▶ _Your instructions_:
All of the data is to be copied word for word.
++++++++
//! Modal store: which overlay dialog is shown, with its payload

use crate::model::Face;

/// Overlay dialogs.
#[derive(Clone, Debug, PartialEq)]
pub enum Modal {
    /// Full metadata view for one image.
    CardDetail { identifier: String },
    /// Bulk version picker for the given members.
    ChangeVersion { targets: Vec<(usize, Face)> },
    /// Review of selections that vanished from their results.
    InvalidIdentifiers,
    /// Search settings editor.
    SettingsEditor,
    /// Decklist text entry.
    ImportText,
}

/// Which overlay is currently shown. At most one at a time.
#[derive(Clone, Debug, Default, PartialEq)]
pub struct ModalState {
    pub open: Option<Modal>,
}

impl ModalState {
    /// Show a modal, replacing any open one.
    pub fn show(&mut self, modal: Modal) -> bool {
        if self.open.as_ref() == Some(&modal) {
            return false;
        }
        self.open = Some(modal);
        true
    }

    /// Hide the open modal.
    pub fn hide(&mut self) -> bool {
        self.open.take().is_some()
    }
}

#[cfg(test)]
mod tests {
    use super::*;

    #[test]
    fn test_show_and_hide() {
        let mut state = ModalState::default();

        assert!(state.show(Modal::ImportText));
        assert!(!state.show(Modal::ImportText));
        assert!(state.show(Modal::SettingsEditor));
        assert_eq!(state.open, Some(Modal::SettingsEditor));

        assert!(state.hide());
        assert!(!state.hide());
    }
}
++++++++
▶ _Task output_:
//! Modal store: which overlay dialog is shown, with its payload

use crate::model::Face;

/// Overlay dialogs.
#[derive(Clone, Debug, PartialEq)]
pub enum Modal {
    /// Full metadata view for one image.
    CardDetail { identifier: String },
    /// Bulk version picker for the given members.
    ChangeVersion { targets: Vec<(usize, Face)> },
    /// Review of selections that vanished from their results.
    InvalidIdentifiers,
    /// Search settings editor.
    SettingsEditor,
    /// Decklist text entry.
    ImportText,
}

/// Which overlay is currently shown. At most one at a time.
#[derive(Clone, Debug, Default, PartialEq)]
pub struct ModalState {
    pub open: Option<Modal>,
}

impl ModalState {
    /// Show a modal, replacing any open one.
    pub fn show(&mut self, modal: Modal) -> bool {
        if self.open.as_ref() == Some(&modal) {
            return false;
        }
        self.open = Some(modal);
        true
    }

    /// Hide the open modal.
    pub fn hide(&mut self) -> bool {
        self.open.take().is_some()
    }
}

#[cfg(test)]
mod tests {
    use super::*;

    #[test]
    fn test_show_and_hide() {
        let mut state = ModalState::default();

        assert!(state.show(Modal::ImportText));
        assert!(!state.show(Modal::ImportText));
        assert!(state.show(Modal::SettingsEditor));
        assert_eq!(state.open, Some(Modal::SettingsEditor));

        assert!(state.hide());
        assert!(!state.hide());
    }
}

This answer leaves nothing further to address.